* Try it: For this exercise, please reproduce the records below word for word, from the first line through the line with "pub(crate) struct GroupGrantCreate".

Collected data
◇ ◇ ◇ ◇ ◇

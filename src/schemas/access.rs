use serde::{Deserialize, Serialize};
use time::PrimitiveDateTime;
use validator::Validate;

use crate::core::time::format_primitive;
use crate::db::models::TestAccess;
use crate::db::types::GrantType;
use crate::schemas::deserialize_option_datetime;
use crate::schemas::test::TestResponse;
use crate::services::grants::{InviteLink, JoinedTest};

#[derive(Debug, Deserialize, Validate)]
pub(crate) struct UserGrantCreate {
    #[serde(alias = "userId")]
    #[validate(length(min = 1, message = "user_id must not be empty"))]
    pub(crate) user_id: String,
    #[serde(default, alias = "expiresAt", deserialize_with = "deserialize_option_datetime")]
    pub(crate) expires_at: Option<PrimitiveDateTime>,
}

#[derive(Debug, Deserialize, Validate)]
pub(crate) struct GroupGrantCreate {
    #[serde(alias = "groupId")]
    #[validate(length(min = 1, message = "group_id must not be empty"))]
    pub(crate) group_id: String,
    #[serde(default, alias = "expiresAt", deserialize_with = "deserialize_option_datetime")]
    pub(crate) expires_at: Option<PrimitiveDateTime>,
}

#[derive(Debug, Default, Deserialize, Validate)]
pub(crate) struct InviteCreate {
    #[serde(default, alias = "maxUses")]
    #[validate(range(min = 1, message = "max_uses must be positive"))]
    pub(crate) max_uses: Option<i32>,
    #[serde(default, alias = "expiresAt", deserialize_with = "deserialize_option_datetime")]
    pub(crate) expires_at: Option<PrimitiveDateTime>,
}

#[derive(Debug, Serialize)]
pub(crate) struct AccessResponse {
    pub(crate) id: String,
    pub(crate) test_id: String,
    pub(crate) grant_type: GrantType,
    pub(crate) user_id: Option<String>,
    pub(crate) group_id: Option<String>,
    pub(crate) invite_code: Option<String>,
    pub(crate) granted_by_user_id: String,
    pub(crate) granted_at: String,
    pub(crate) expires_at: Option<String>,
    pub(crate) max_uses: Option<i32>,
    pub(crate) used_count: i32,
}

impl From<TestAccess> for AccessResponse {
    fn from(access: TestAccess) -> Self {
        Self {
            id: access.id,
            test_id: access.test_id,
            grant_type: access.grant_type,
            user_id: access.user_id,
            group_id: access.group_id,
            invite_code: access.invite_code,
            granted_by_user_id: access.granted_by_user_id,
            granted_at: format_primitive(access.granted_at),
            expires_at: access.expires_at.map(format_primitive),
            max_uses: access.max_uses,
            used_count: access.used_count,
        }
    }
}

#[derive(Debug, Serialize)]
pub(crate) struct InviteLinkResponse {
    #[serde(flatten)]
    pub(crate) access: AccessResponse,
    pub(crate) join_url: String,
}

impl From<InviteLink> for InviteLinkResponse {
    fn from(link: InviteLink) -> Self {
        Self { access: link.grant.into(), join_url: link.join_url }
    }
}

#[derive(Debug, Serialize)]
pub(crate) struct JoinResponse {
    pub(crate) test: TestResponse,
    pub(crate) access: AccessResponse,
}

impl From<JoinedTest> for JoinResponse {
    fn from(joined: JoinedTest) -> Self {
        Self { test: joined.test.into(), access: joined.access.into() }
    }
}
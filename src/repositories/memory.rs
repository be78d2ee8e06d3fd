use std::collections::{HashMap, HashSet};
use std::sync::{Arc, Mutex, MutexGuard, PoisonError};

use async_trait::async_trait;
use time::PrimitiveDateTime;

use crate::db::models::{Attempt, AttemptAnswer, Question, Test, TestAccess};
use crate::db::types::{AttemptStatus, GrantType};

use super::{
    AccessRepository, AttemptRepository, Grader, GroupDirectory, InsertOutcome,
    QuestionRepository, RepoError, RepoResult, Rescore, TestRepository,
};

/// Process-local store backing every repository trait.
///
/// One mutex guards all maps, so each trait method is a single critical section
/// and gets the same atomicity a transaction gives the PostgreSQL store. The lock
/// is never held across an `.await`.
#[derive(Clone, Default)]
pub(crate) struct MemoryStore {
    inner: Arc<Mutex<MemoryState>>,
}

#[derive(Default)]
struct MemoryState {
    tests: HashMap<String, Test>,
    questions: HashMap<String, Question>,
    attempts: Vec<Attempt>,
    access: Vec<TestAccess>,
    group_members: HashSet<(String, String)>,
}

impl MemoryStore {
    pub(crate) fn new() -> Self {
        Self::default()
    }

    fn state(&self) -> MutexGuard<'_, MemoryState> {
        self.inner.lock().unwrap_or_else(PoisonError::into_inner)
    }

    #[cfg(test)]
    pub(crate) fn add_group_member(&self, group_id: &str, user_id: &str) {
        self.state().group_members.insert((group_id.to_string(), user_id.to_string()));
    }

    #[cfg(test)]
    pub(crate) fn in_progress_count(&self, test_id: &str, user_id: &str) -> usize {
        self.state()
            .attempts
            .iter()
            .filter(|attempt| {
                attempt.test_id == test_id
                    && attempt.user_id == user_id
                    && attempt.status == AttemptStatus::InProgress
            })
            .count()
    }
}

fn newest_first(attempts: &mut [Attempt]) {
    attempts.sort_by(|left, right| right.started_at.cmp(&left.started_at));
}

#[async_trait]
impl TestRepository for MemoryStore {
    async fn find_by_id(&self, id: &str) -> RepoResult<Option<Test>> {
        Ok(self.state().tests.get(id).cloned())
    }

    async fn add(&self, test: &Test) -> RepoResult<()> {
        let mut state = self.state();
        if state.tests.contains_key(&test.id) {
            return Err(RepoError::Conflict(format!("test {} already exists", test.id)));
        }
        state.tests.insert(test.id.clone(), test.clone());
        Ok(())
    }

    async fn update(&self, test: &Test) -> RepoResult<()> {
        let mut state = self.state();
        if let Some(stored) = state.tests.get_mut(&test.id) {
            *stored = test.clone();
        }
        Ok(())
    }

    async fn delete(&self, id: &str) -> RepoResult<()> {
        let mut state = self.state();
        state.questions.retain(|_, question| question.test_id != id);
        state.attempts.retain(|attempt| attempt.test_id != id);
        state.access.retain(|access| access.test_id != id);
        state.tests.remove(id);
        Ok(())
    }

    async fn list_by_owner(&self, owner_user_id: &str) -> RepoResult<Vec<Test>> {
        let mut tests: Vec<Test> = self
            .state()
            .tests
            .values()
            .filter(|test| test.owner_user_id == owner_user_id)
            .cloned()
            .collect();
        tests.sort_by(|left, right| right.created_at.cmp(&left.created_at));
        Ok(tests)
    }
}

#[async_trait]
impl QuestionRepository for MemoryStore {
    async fn find_by_id(&self, id: &str) -> RepoResult<Option<Question>> {
        Ok(self.state().questions.get(id).cloned())
    }

    async fn list_by_test(&self, test_id: &str) -> RepoResult<Vec<Question>> {
        let mut questions: Vec<Question> = self
            .state()
            .questions
            .values()
            .filter(|question| question.test_id == test_id)
            .cloned()
            .collect();
        questions.sort_by_key(|question| question.order_index);
        for question in &mut questions {
            question.options.sort_by_key(|option| option.order_index);
        }
        Ok(questions)
    }

    async fn count_by_test(&self, test_id: &str) -> RepoResult<i64> {
        let count =
            self.state().questions.values().filter(|question| question.test_id == test_id).count();
        Ok(count as i64)
    }

    async fn add(&self, question: &Question) -> RepoResult<()> {
        let mut state = self.state();
        let order_taken = state.questions.values().any(|existing| {
            existing.test_id == question.test_id && existing.order_index == question.order_index
        });
        if order_taken || state.questions.contains_key(&question.id) {
            return Err(RepoError::Conflict(format!(
                "question order {} already used in test {}",
                question.order_index, question.test_id
            )));
        }
        state.questions.insert(question.id.clone(), question.clone());
        Ok(())
    }

    async fn update(&self, question: &Question) -> RepoResult<()> {
        let mut state = self.state();
        if let Some(stored) = state.questions.get_mut(&question.id) {
            *stored = question.clone();
        }
        Ok(())
    }

    async fn delete(&self, id: &str) -> RepoResult<()> {
        self.state().questions.remove(id);
        Ok(())
    }
}

#[async_trait]
impl AttemptRepository for MemoryStore {
    async fn find_by_id(&self, id: &str) -> RepoResult<Option<Attempt>> {
        Ok(self.state().attempts.iter().find(|attempt| attempt.id == id).cloned())
    }

    async fn find_active(&self, test_id: &str, user_id: &str) -> RepoResult<Option<Attempt>> {
        Ok(self
            .state()
            .attempts
            .iter()
            .find(|attempt| {
                attempt.test_id == test_id
                    && attempt.user_id == user_id
                    && attempt.status == AttemptStatus::InProgress
            })
            .cloned())
    }

    async fn count_by_test_and_user(&self, test_id: &str, user_id: &str) -> RepoResult<i64> {
        let count = self
            .state()
            .attempts
            .iter()
            .filter(|attempt| attempt.test_id == test_id && attempt.user_id == user_id)
            .count();
        Ok(count as i64)
    }

    async fn insert_or_get_active(&self, attempt: &Attempt) -> RepoResult<InsertOutcome<Attempt>> {
        let mut state = self.state();
        let existing = state.attempts.iter().find(|stored| {
            stored.test_id == attempt.test_id
                && stored.user_id == attempt.user_id
                && stored.status == AttemptStatus::InProgress
        });
        if let Some(existing) = existing {
            return Ok(InsertOutcome::AlreadyExists(existing.clone()));
        }
        state.attempts.push(attempt.clone());
        Ok(InsertOutcome::Inserted(attempt.clone()))
    }

    async fn upsert_answer(&self, answer: &AttemptAnswer) -> RepoResult<Option<AttemptAnswer>> {
        let mut state = self.state();
        let Some(attempt) = state
            .attempts
            .iter_mut()
            .find(|attempt| attempt.id == answer.attempt_id)
            .filter(|attempt| attempt.status == AttemptStatus::InProgress)
        else {
            return Ok(None);
        };

        let stored = match attempt
            .answers
            .iter_mut()
            .find(|existing| existing.question_id == answer.question_id)
        {
            Some(existing) => {
                existing.answer = answer.answer.clone();
                existing.is_correct = None;
                existing.points_awarded = None;
                existing.manual_grading_required = false;
                existing.feedback = None;
                existing.updated_at = answer.updated_at;
                existing.clone()
            }
            None => {
                attempt.answers.push(answer.clone());
                answer.clone()
            }
        };
        Ok(Some(stored))
    }

    async fn finalize(
        &self,
        attempt_id: &str,
        submitted_at: PrimitiveDateTime,
        grade: Grader<'_>,
    ) -> RepoResult<Option<Attempt>> {
        let mut state = self.state();
        let Some(stored) = state
            .attempts
            .iter_mut()
            .find(|stored| stored.id == attempt_id)
            .filter(|stored| stored.status == AttemptStatus::InProgress)
        else {
            return Ok(None);
        };

        let (score, is_passed) = grade(&mut stored.answers);
        stored.status = AttemptStatus::Submitted;
        stored.submitted_at = Some(submitted_at);
        stored.score = Some(score);
        stored.is_passed = Some(is_passed);
        Ok(Some(stored.clone()))
    }

    async fn apply_grade(
        &self,
        answer: &AttemptAnswer,
        rescore: Rescore<'_>,
    ) -> RepoResult<Option<Attempt>> {
        let mut state = self.state();
        let Some(stored) = state
            .attempts
            .iter_mut()
            .find(|stored| stored.id == answer.attempt_id)
            .filter(|stored| stored.status == AttemptStatus::Submitted)
        else {
            return Ok(None);
        };

        if let Some(target) = stored.answers.iter_mut().find(|existing| existing.id == answer.id) {
            target.is_correct = answer.is_correct;
            target.points_awarded = answer.points_awarded;
            target.feedback = answer.feedback.clone();
            target.updated_at = answer.updated_at;
        }

        let (score, is_passed) = rescore(&stored.answers);
        stored.score = Some(score);
        stored.is_passed = Some(is_passed);
        Ok(Some(stored.clone()))
    }

    async fn list_by_user(&self, user_id: &str) -> RepoResult<Vec<Attempt>> {
        let mut attempts: Vec<Attempt> = self
            .state()
            .attempts
            .iter()
            .filter(|attempt| attempt.user_id == user_id)
            .map(|attempt| Attempt { answers: Vec::new(), ..attempt.clone() })
            .collect();
        newest_first(&mut attempts);
        Ok(attempts)
    }

    async fn list_by_test(&self, test_id: &str) -> RepoResult<Vec<Attempt>> {
        let mut attempts: Vec<Attempt> = self
            .state()
            .attempts
            .iter()
            .filter(|attempt| attempt.test_id == test_id)
            .cloned()
            .collect();
        newest_first(&mut attempts);
        Ok(attempts)
    }
}

#[async_trait]
impl AccessRepository for MemoryStore {
    async fn find_by_id(&self, id: &str) -> RepoResult<Option<TestAccess>> {
        Ok(self.state().access.iter().find(|access| access.id == id).cloned())
    }

    async fn add(&self, access: &TestAccess) -> RepoResult<()> {
        let mut state = self.state();
        let duplicate_code = access.invite_code.is_some()
            && state.access.iter().any(|existing| existing.invite_code == access.invite_code);
        if duplicate_code || state.access.iter().any(|existing| existing.id == access.id) {
            return Err(RepoError::Conflict(format!("grant {} already exists", access.id)));
        }
        state.access.push(access.clone());
        Ok(())
    }

    async fn update(&self, access: &TestAccess) -> RepoResult<()> {
        let mut state = self.state();
        if let Some(stored) = state.access.iter_mut().find(|stored| stored.id == access.id) {
            *stored = access.clone();
        }
        Ok(())
    }

    async fn find_by_invite_code(&self, code: &str) -> RepoResult<Option<TestAccess>> {
        Ok(self
            .state()
            .access
            .iter()
            .find(|access| {
                access.grant_type == GrantType::InviteLink
                    && access.invite_code.as_deref() == Some(code)
            })
            .cloned())
    }

    async fn list_by_test(&self, test_id: &str) -> RepoResult<Vec<TestAccess>> {
        let mut grants: Vec<TestAccess> =
            self.state().access.iter().filter(|access| access.test_id == test_id).cloned().collect();
        grants.sort_by(|left, right| right.granted_at.cmp(&left.granted_at));
        Ok(grants)
    }

    async fn list_by_test_and_user(
        &self,
        test_id: &str,
        user_id: &str,
    ) -> RepoResult<Vec<TestAccess>> {
        Ok(self
            .state()
            .access
            .iter()
            .filter(|access| {
                access.test_id == test_id
                    && access.grant_type == GrantType::User
                    && access.user_id.as_deref() == Some(user_id)
            })
            .cloned()
            .collect())
    }

    async fn list_by_test_and_group(
        &self,
        test_id: &str,
        group_id: &str,
    ) -> RepoResult<Vec<TestAccess>> {
        Ok(self
            .state()
            .access
            .iter()
            .filter(|access| {
                access.test_id == test_id
                    && access.grant_type == GrantType::Group
                    && access.group_id.as_deref() == Some(group_id)
            })
            .cloned()
            .collect())
    }

    async fn redeem_invite(
        &self,
        invite_id: &str,
        personal_grant: Option<&TestAccess>,
        now: PrimitiveDateTime,
    ) -> RepoResult<bool> {
        let mut state = self.state();
        let Some(invite) = state
            .access
            .iter_mut()
            .find(|access| access.id == invite_id && access.grant_type == GrantType::InviteLink)
        else {
            return Ok(false);
        };

        if !invite.can_be_used(now) {
            return Ok(false);
        }
        invite.used_count += 1;

        if let Some(grant) = personal_grant {
            state.access.push(grant.clone());
        }
        Ok(true)
    }
}

#[async_trait]
impl GroupDirectory for MemoryStore {
    async fn is_member(&self, group_id: &str, user_id: &str) -> RepoResult<bool> {
        Ok(self.state().group_members.contains(&(group_id.to_string(), user_id.to_string())))
    }
}
use uuid::Uuid;

use crate::db::models::{Question, QuestionOption, Test};
use crate::db::types::{QuestionType, TestStatus};
use crate::repositories::Repositories;
use crate::services::errors::{ServiceError, ServiceResult};
use crate::services::test_lifecycle::load_owned;

#[derive(Debug, Clone)]
pub(crate) struct OptionDraft {
    pub(crate) text: String,
    pub(crate) is_correct: bool,
    pub(crate) media_url: Option<String>,
}

#[derive(Debug, Clone)]
pub(crate) struct QuestionDraft {
    pub(crate) question_type: QuestionType,
    pub(crate) text: String,
    pub(crate) is_required: bool,
    pub(crate) points: i32,
    pub(crate) media_url: Option<String>,
    pub(crate) options: Vec<OptionDraft>,
}

pub(crate) fn validate_draft(draft: &QuestionDraft) -> ServiceResult<()> {
    if draft.text.trim().is_empty() {
        return Err(ServiceError::validation("Question text must not be empty"));
    }
    if draft.points <= 0 {
        return Err(ServiceError::validation("Question points must be positive"));
    }
    if draft.options.iter().any(|option| option.text.trim().is_empty()) {
        return Err(ServiceError::validation("Option text must not be empty"));
    }

    let correct = draft.options.iter().filter(|option| option.is_correct).count();
    match draft.question_type {
        QuestionType::LongText if !draft.options.is_empty() => {
            Err(ServiceError::validation("Long text questions take no options"))
        }
        QuestionType::TrueFalse if draft.options.len() != 2 => {
            Err(ServiceError::validation("True/false questions need exactly two options"))
        }
        QuestionType::ShortText if correct == 0 => {
            Err(ServiceError::validation("Short text questions need at least one accepted answer"))
        }
        question_type if question_type.uses_options() && correct == 0 => {
            Err(ServiceError::validation("Choice questions need at least one correct option"))
        }
        _ => Ok(()),
    }
}

fn build_options(question_id: &str, drafts: &[OptionDraft]) -> Vec<QuestionOption> {
    drafts
        .iter()
        .enumerate()
        .map(|(index, draft)| QuestionOption {
            id: Uuid::new_v4().to_string(),
            question_id: question_id.to_string(),
            order_index: index as i32 + 1,
            text: draft.text.trim().to_string(),
            is_correct: draft.is_correct,
            media_url: draft.media_url.clone(),
        })
        .collect()
}

async fn load_editable(
    repos: &Repositories,
    test_id: &str,
    caller_id: &str,
) -> ServiceResult<Test> {
    let test = load_owned(repos, test_id, caller_id).await?;
    if test.status != TestStatus::Draft {
        return Err(ServiceError::invalid_state(
            "Questions can only be changed while the test is a draft",
        ));
    }
    Ok(test)
}

async fn load_question(
    repos: &Repositories,
    test_id: &str,
    question_id: &str,
) -> ServiceResult<Question> {
    repos
        .questions
        .find_by_id(question_id)
        .await?
        .filter(|question| question.test_id == test_id)
        .ok_or_else(|| ServiceError::not_found("Question"))
}

pub(crate) async fn add_question(
    repos: &Repositories,
    test_id: &str,
    caller_id: &str,
    draft: QuestionDraft,
) -> ServiceResult<Question> {
    let test = load_editable(repos, test_id, caller_id).await?;
    validate_draft(&draft)?;

    let existing = repos.questions.list_by_test(&test.id).await?;
    let order_index = existing.iter().map(|question| question.order_index).max().unwrap_or(0) + 1;

    let id = Uuid::new_v4().to_string();
    let question = Question {
        options: build_options(&id, &draft.options),
        id,
        test_id: test.id.clone(),
        order_index,
        question_type: draft.question_type,
        text: draft.text.trim().to_string(),
        is_required: draft.is_required,
        points: draft.points,
        media_url: draft.media_url,
    };
    repos.questions.add(&question).await?;
    tracing::info!(
        test_id = %test.id,
        question_id = %question.id,
        order_index,
        "Question added"
    );
    Ok(question)
}

/// Replaces the question's content and full option list; the order is kept.
pub(crate) async fn update_question(
    repos: &Repositories,
    test_id: &str,
    question_id: &str,
    caller_id: &str,
    draft: QuestionDraft,
) -> ServiceResult<Question> {
    load_editable(repos, test_id, caller_id).await?;
    let mut question = load_question(repos, test_id, question_id).await?;
    validate_draft(&draft)?;

    question.question_type = draft.question_type;
    question.text = draft.text.trim().to_string();
    question.is_required = draft.is_required;
    question.points = draft.points;
    question.media_url = draft.media_url;
    question.options = build_options(&question.id, &draft.options);
    repos.questions.update(&question).await?;
    Ok(question)
}

pub(crate) async fn delete_question(
    repos: &Repositories,
    test_id: &str,
    question_id: &str,
    caller_id: &str,
) -> ServiceResult<()> {
    load_editable(repos, test_id, caller_id).await?;
    let question = load_question(repos, test_id, question_id).await?;
    repos.questions.delete(&question.id).await?;
    Ok(())
}

pub(crate) async fn list_questions(
    repos: &Repositories,
    test_id: &str,
    caller_id: &str,
) -> ServiceResult<Vec<Question>> {
    let test = load_owned(repos, test_id, caller_id).await?;
    Ok(repos.questions.list_by_test(&test.id).await?)
}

◇ ◇ ◇ ◇ ◇

* Problem solution:
filename src/schemas/access.rs
use serde::{Deserialize, Serialize};
use time::PrimitiveDateTime;
use validator::Validate;

use crate::core::time::format_primitive;
use crate::db::models::TestAccess;
use crate::db::types::GrantType;
use crate::schemas::deserialize_option_datetime;
use crate::schemas::test::TestResponse;
use crate::services::grants::{InviteLink, JoinedTest};

#[derive(Debug, Deserialize, Validate)]
pub(crate) struct UserGrantCreate {
    #[serde(alias = "userId")]
    #[validate(length(min = 1, message = "user_id must not be empty"))]
    pub(crate) user_id: String,
    #[serde(default, alias = "expiresAt", deserialize_with = "deserialize_option_datetime")]
    pub(crate) expires_at: Option<PrimitiveDateTime>,
}

#[derive(Debug, Deserialize, Validate)]
pub(crate) struct GroupGrantCreate {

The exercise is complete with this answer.